Known for their distinct shape, stick packs offer end-users convenience and portability. Popular for food and nutritional supplements, the format is now being considered for a range of pharmaceuticals. At the pharma event Interphex 2011, Constantia Flexibles showcased a new feature intended to improve stick pack opening.

The materials provider has developed a means to perforate the PET/AL/PE or paper/AL/PE laminate used for stick packs just below the sealing area. The PET or paper in the area of the laser seam is partially removed and the aluminum layer remains intact, thereby ensuring the impermeability of the stick.

“Traditional stick packs can sometimes be difficult to open,” explains Johannes Piesslinger, director of R&D and product management for Constantia Flexibles’s pharma and film division. “They can be hard to tear straight or to fully open, sometimes opening only halfway.” Partially open stick packs can restrict dispensing, resulting in leftover product, he explained to PMP News as he demonstrated opening a stick pack at Interphex.

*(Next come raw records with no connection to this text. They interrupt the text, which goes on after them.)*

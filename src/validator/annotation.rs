//! Peak annotation checking.
//!
//! Annotations are stored as opaque strings; the validator asks an
//! [`AnnotationParser`] whether each one is well formed. [`MzPafChecker`]
//! is a syntactic checker for the common mzPAF forms:
//!
//! ```text
//! [&][analyte@]ion[neutral losses][isotope][adduct][^charge][/mass error][*confidence]
//! ```
//!
//! e.g. `y10/3.7ppm`, `2@b5-H2O^2/-0.4ppm`, `p-[Phospho]^3`, `m3:6`, `IY`, `?`.

use std::iter::Peekable;
use std::str::CharIndices;

/// Annotation that failed to parse
#[derive(Debug, Clone, PartialEq, Eq, thiserror::Error)]
#[error("invalid peak annotation {annotation:?} at offset {offset}: {reason}")]
pub struct AnnotationParseError {
    /// The offending annotation
    pub annotation: String,
    /// Byte offset of the failure
    pub offset: usize,
    /// What was expected
    pub reason: String,
}

/// Kind of ion an annotation names
#[derive(Debug, Clone, PartialEq, Eq)]
pub enum IonKind {
    /// `?`
    Unknown,
    /// Backbone fragment such as `b5` or `z.3`
    Series {
        /// Series letter(s)
        series: String,
        /// Fragment ordinal
        ordinal: u32,
    },
    /// `mS:E` internal fragment
    Internal {
        /// First residue
        start: u32,
        /// Last residue
        end: u32,
    },
    /// `I` followed by a residue
    Immonium(String),
    /// `p`
    Precursor,
    /// `r[...]` reference ion
    Reference(String),
    /// `f{...}` chemical formula
    Formula(String),
    /// `_{...}` named compound
    Named(String),
    /// `s{...}` SMILES
    Smiles(String),
}

/// Structured view of one peak annotation
#[derive(Debug, Clone, PartialEq)]
pub struct PeakAnnotation {
    /// Whether the annotation is auxiliary (`&` prefix)
    pub auxiliary: bool,
    /// Analyte reference (`N@`)
    pub analyte: Option<String>,
    /// Ion type
    pub ion: IonKind,
    /// Neutral gains and losses, with their sign
    pub neutral_losses: Vec<String>,
    /// Isotope offset
    pub isotope: i32,
    /// Adduct description without brackets
    pub adduct: Option<String>,
    /// Charge, 1 when absent
    pub charge: u32,
    /// Mass error with unit, e.g. `3.7ppm`
    pub mass_error: Option<String>,
    /// Confidence score
    pub confidence: Option<f64>,
}

/// Parser for peak annotation strings
pub trait AnnotationParser {
    /// Parse one annotation
    fn parse(&self, annotation: &str) -> Result<PeakAnnotation, AnnotationParseError>;
}

/// Syntactic mzPAF checker
#[derive(Debug, Clone, Copy, Default)]
pub struct MzPafChecker;

impl AnnotationParser for MzPafChecker {
    fn parse(&self, annotation: &str) -> Result<PeakAnnotation, AnnotationParseError> {
        Scanner::new(annotation).annotation()
    }
}

/// Parser that accepts every annotation
#[derive(Debug, Clone, Copy, Default)]
pub struct AcceptAll;

impl AnnotationParser for AcceptAll {
    fn parse(&self, _annotation: &str) -> Result<PeakAnnotation, AnnotationParseError> {
        Ok(PeakAnnotation {
            auxiliary: false,
            analyte: None,
            ion: IonKind::Unknown,
            neutral_losses: Vec::new(),
            isotope: 0,
            adduct: None,
            charge: 1,
            mass_error: None,
            confidence: None,
        })
    }
}

struct Scanner<'a> {
    text: &'a str,
    chars: Peekable<CharIndices<'a>>,
}

impl<'a> Scanner<'a> {
    fn new(text: &'a str) -> Self {
        Self {
            text,
            chars: text.char_indices().peekable(),
        }
    }

    fn offset(&mut self) -> usize {
        self.chars.peek().map_or(self.text.len(), |(i, _)| *i)
    }

    fn fail<T>(&mut self, reason: impl Into<String>) -> Result<T, AnnotationParseError> {
        Err(AnnotationParseError {
            annotation: self.text.to_string(),
            offset: self.offset(),
            reason: reason.into(),
        })
    }

    fn peek(&mut self) -> Option<char> {
        self.chars.peek().map(|(_, c)| *c)
    }

    fn eat(&mut self, expected: char) -> bool {
        if self.peek() == Some(expected) {
            self.chars.next();
            true
        } else {
            false
        }
    }

    fn take_while(&mut self, predicate: impl Fn(char) -> bool) -> &'a str {
        let start = self.offset();
        while self.peek().is_some_and(&predicate) {
            self.chars.next();
        }
        let end = self.offset();
        &self.text[start..end]
    }

    fn number(&mut self, what: &str) -> Result<u32, AnnotationParseError> {
        let digits = self.take_while(|c| c.is_ascii_digit());
        match digits.parse() {
            Ok(n) => Ok(n),
            Err(_) => self.fail(format!("expected {}", what)),
        }
    }

    fn decimal(&mut self) -> &'a str {
        let start = self.offset();
        if matches!(self.peek(), Some('-' | '+')) {
            self.chars.next();
        }
        self.take_while(|c| c.is_ascii_digit() || c == '.' || c == 'e' || c == 'E');
        let end = self.offset();
        &self.text[start..end]
    }

    /// Contents up to the matching `close`, consuming both delimiters
    fn delimited(&mut self, open: char, close: char) -> Result<&'a str, AnnotationParseError> {
        if !self.eat(open) {
            return self.fail(format!("expected '{}'", open));
        }
        let start = self.offset();
        let mut depth = 1;
        while let Some((i, c)) = self.chars.next() {
            if c == open {
                depth += 1;
            } else if c == close {
                depth -= 1;
                if depth == 0 {
                    return Ok(&self.text[start..i]);
                }
            }
        }
        self.fail(format!("unclosed '{}'", open))
    }

    fn annotation(mut self) -> Result<PeakAnnotation, AnnotationParseError> {
        if self.text.is_empty() {
            return self.fail("empty annotation");
        }
        let auxiliary = self.eat('&');

        let analyte = if self.peek().is_some_and(|c| c.is_ascii_digit()) {
            let id = self.take_while(|c| c.is_ascii_digit());
            if !self.eat('@') {
                return self.fail("expected '@' after analyte reference");
            }
            Some(id.to_string())
        } else {
            None
        };

        let ion = self.ion()?;
        let mut annotation = PeakAnnotation {
            auxiliary,
            analyte,
            ion,
            neutral_losses: Vec::new(),
            isotope: 0,
            adduct: None,
            charge: 1,
            mass_error: None,
            confidence: None,
        };
        if annotation.ion == IonKind::Unknown {
            self.tail(&mut annotation)?;
            return Ok(annotation);
        }

        // Neutral losses and isotopes both start with a sign
        while let Some(sign @ ('-' | '+')) = self.peek() {
            self.chars.next();
            if self.peek().is_some_and(|c| c.is_ascii_digit()) || self.peek() == Some('i') {
                let count = self.take_while(|c| c.is_ascii_digit());
                if self.eat('i') {
                    let count: i32 = if count.is_empty() { 1 } else { count.parse().unwrap_or(1) };
                    annotation.isotope += if sign == '-' { -count } else { count };
                    // optional averaged/specific marker
                    self.eat('A');
                    self.eat('S');
                    continue;
                }
                // numeric mass loss such as -17.03
                let rest = self.take_while(|c| c.is_ascii_digit() || c == '.');
                annotation
                    .neutral_losses
                    .push(format!("{}{}{}", sign, count, rest));
                continue;
            }
            let loss = match self.peek() {
                Some('[') => format!("[{}]", self.delimited('[', ']')?),
                Some(c) if c.is_ascii_uppercase() => self
                    .take_while(|c| c.is_ascii_alphanumeric())
                    .to_string(),
                _ => return self.fail("expected a neutral loss or isotope"),
            };
            annotation.neutral_losses.push(format!("{}{}", sign, loss));
        }

        if self.peek() == Some('[') {
            annotation.adduct = Some(self.delimited('[', ']')?.to_string());
        }
        self.tail(&mut annotation)?;
        Ok(annotation)
    }

    fn ion(&mut self) -> Result<IonKind, AnnotationParseError> {
        let Some(c) = self.peek() else {
            return self.fail("expected an ion");
        };
        let ion = match c {
            '?' => {
                self.chars.next();
                IonKind::Unknown
            }
            'a' | 'b' | 'c' | 'x' | 'y' | 'z' => {
                self.chars.next();
                let mut series = c.to_string();
                if self.eat('.') {
                    series.push('.');
                }
                let ordinal = self.number("a fragment ordinal")?;
                IonKind::Series { series, ordinal }
            }
            'm' => {
                self.chars.next();
                let start = self.number("an internal fragment start")?;
                if !self.eat(':') {
                    return self.fail("expected ':' in internal fragment");
                }
                let end = self.number("an internal fragment end")?;
                IonKind::Internal { start, end }
            }
            'I' => {
                self.chars.next();
                let residue = self.take_while(|c| c.is_ascii_uppercase());
                if residue.is_empty() {
                    return self.fail("expected an immonium residue");
                }
                let mut residue = residue.to_string();
                if self.peek() == Some('[') {
                    residue.push_str(&format!("[{}]", self.delimited('[', ']')?));
                }
                IonKind::Immonium(residue)
            }
            'p' => {
                self.chars.next();
                IonKind::Precursor
            }
            'r' => {
                self.chars.next();
                IonKind::Reference(self.delimited('[', ']')?.to_string())
            }
            'f' => {
                self.chars.next();
                IonKind::Formula(self.delimited('{', '}')?.to_string())
            }
            '_' => {
                self.chars.next();
                IonKind::Named(self.delimited('{', '}')?.to_string())
            }
            's' => {
                self.chars.next();
                IonKind::Smiles(self.delimited('{', '}')?.to_string())
            }
            _ => return self.fail("unknown ion type"),
        };
        Ok(ion)
    }

    /// `^charge`, `/mass error` and `*confidence`, then end of input
    fn tail(&mut self, annotation: &mut PeakAnnotation) -> Result<(), AnnotationParseError> {
        if self.eat('^') {
            annotation.charge = self.number("a charge")?;
        }
        if self.eat('/') {
            let value = self.decimal();
            if value.parse::<f64>().is_err() {
                return self.fail("expected a mass error");
            }
            let at = self.offset();
            let unit = if self.text[at..].starts_with("ppm") {
                for _ in 0..3 {
                    self.chars.next();
                }
                "ppm"
            } else {
                ""
            };
            annotation.mass_error = Some(format!("{}{}", value, unit));
        }
        if self.eat('*') {
            let value = self.decimal();
            match value.parse::<f64>() {
                Ok(confidence) => annotation.confidence = Some(confidence),
                Err(_) => return self.fail("expected a confidence"),
            }
        }
        if self.peek().is_some() {
            return self.fail("unexpected trailing text");
        }
        Ok(())
    }
}

#[cfg(test)]
mod tests {
    use super::*;

    fn parse(text: &str) -> Result<PeakAnnotation, AnnotationParseError> {
        MzPafChecker.parse(text)
    }

    #[test]
    fn test_series_with_mass_error() {
        let annotation = parse("y10/3.7ppm").unwrap();
        assert_eq!(
            annotation.ion,
            IonKind::Series {
                series: "y".to_string(),
                ordinal: 10
            }
        );
        assert_eq!(annotation.mass_error.as_deref(), Some("3.7ppm"));
        assert_eq!(annotation.charge, 1);
    }

    #[test]
    fn test_full_form() {
        let annotation = parse("&2@b5-H2O+i[M+Na]^2/-0.4ppm*0.75").unwrap();
        assert!(annotation.auxiliary);
        assert_eq!(annotation.analyte.as_deref(), Some("2"));
        assert_eq!(annotation.neutral_losses, vec!["-H2O"]);
        assert_eq!(annotation.isotope, 1);
        assert_eq!(annotation.adduct.as_deref(), Some("M+Na"));
        assert_eq!(annotation.charge, 2);
        assert_eq!(annotation.mass_error.as_deref(), Some("-0.4ppm"));
        assert_eq!(annotation.confidence, Some(0.75));
    }

    #[test]
    fn test_other_ion_kinds() {
        assert_eq!(parse("p-[Phospho]^3").unwrap().ion, IonKind::Precursor);
        assert_eq!(
            parse("m3:6").unwrap().ion,
            IonKind::Internal { start: 3, end: 6 }
        );
        assert_eq!(parse("IY").unwrap().ion, IonKind::Immonium("Y".to_string()));
        assert_eq!(
            parse("f{C13H9}/-0.55").unwrap().ion,
            IonKind::Formula("C13H9".to_string())
        );
        assert_eq!(
            parse("r[TMT127N]").unwrap().ion,
            IonKind::Reference("TMT127N".to_string())
        );
        assert_eq!(parse("?").unwrap().ion, IonKind::Unknown);
        assert_eq!(parse("y7-17.03").unwrap().neutral_losses, vec!["-17.03"]);
    }

    #[test]
    fn test_rejects_malformed() {
        assert!(parse("").is_err());
        assert!(parse("q5").is_err());
        assert!(parse("y").is_err());
        assert!(parse("y5^").is_err());
        assert!(parse("y5 extra").is_err());
        assert!(parse("2b5").is_err());
        assert!(parse("f{C2").is_err());
        let err = parse("y5/abc").unwrap_err();
        assert_eq!(err.offset, 3);
    }

    #[test]
    fn test_accept_all() {
        assert!(AcceptAll.parse("anything goes").is_ok());
    }
}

After struggling to open stick-packaged medicine himself, Piesslinger set out to devise a solution. Piesslinger sought an alternative to “notching the lamination,” calling the process “dirty” because it can generate aluminum particles. In addition, there is a risk that the process can become out of register, he added.

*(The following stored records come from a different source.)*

use crate::model::EntityType;

/// Errors that can occur while reading the mzSpecLib text format
#[derive(Debug, thiserror::Error)]
pub enum TextError {
    /// A line matches neither a section header nor the attribute or peak grammar
    #[error("Malformed line {line_no}: {text:?}")]
    MalformedLine {
        /// 1-based line number
        line_no: usize,
        /// Offending line
        text: String,
    },

    /// A section header appeared where it is not allowed
    #[error("Unexpected section at line {line_no}: expected {expected}, found {found}")]
    UnexpectedSection {
        /// What the parser could accept at this point
        expected: String,
        /// The header that was found
        found: String,
        /// 1-based line number
        line_no: usize,
    },

    /// An entity referenced an attribute set that is not defined for its type
    #[error("Unknown {entity_type} attribute set {name:?} referenced by entity at line {line_no}")]
    UnknownAttributeSet {
        /// Entity type of the referencing entity
        entity_type: EntityType,
        /// Referenced set name
        name: String,
        /// Line of the referencing entity's header
        line_no: usize,
    },

    /// A section header carries an unusable key or id
    #[error("Invalid section header at line {line_no}: {message}")]
    InvalidHeader {
        /// 1-based line number
        line_no: usize,
        /// Description of the problem
        message: String,
    },

    /// I/O error while reading
    #[error("I/O error: {0}")]
    Io(#[from] std::io::Error),
}

impl TextError {
    pub(crate) fn from_attribute_set(
        err: crate::attribute_sets::AttributeSetError,
        line_no: usize,
    ) -> Self {
        match err {
            crate::attribute_sets::AttributeSetError::UnknownAttributeSet { entity_type, name } => {
                TextError::UnknownAttributeSet {
                    entity_type,
                    name,
                    line_no,
                }
            }
        }
    }
}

Using existing laser technology used by Constantia for imparting child-resistant features, Piesslinger’s team experimented with different approaches and settled on scoring the laminate during the slitting process. The PET layer is scored without touching the aluminum layer, retaining barrier against moisture, oxygen, and light.

According to Constantia, a predetermined breaking point provides convenient and easy-to-open packaging, and its placement can be customized per user needs. Lines, dots, circles, or other patterns can be created, as can child resistance, with no extra tooling costs.

Because Constantia builds the laser perforation into its own process, pharma companies do not need to modify their own equipment to add the feature.

When compared with sachets, laser-perforated stick packs can lower material use, said Piesslinger. Switching from square sachets could result in a cost savings of up to 40% along with associated costs such as reel storage, worn out parts, and reduced storage.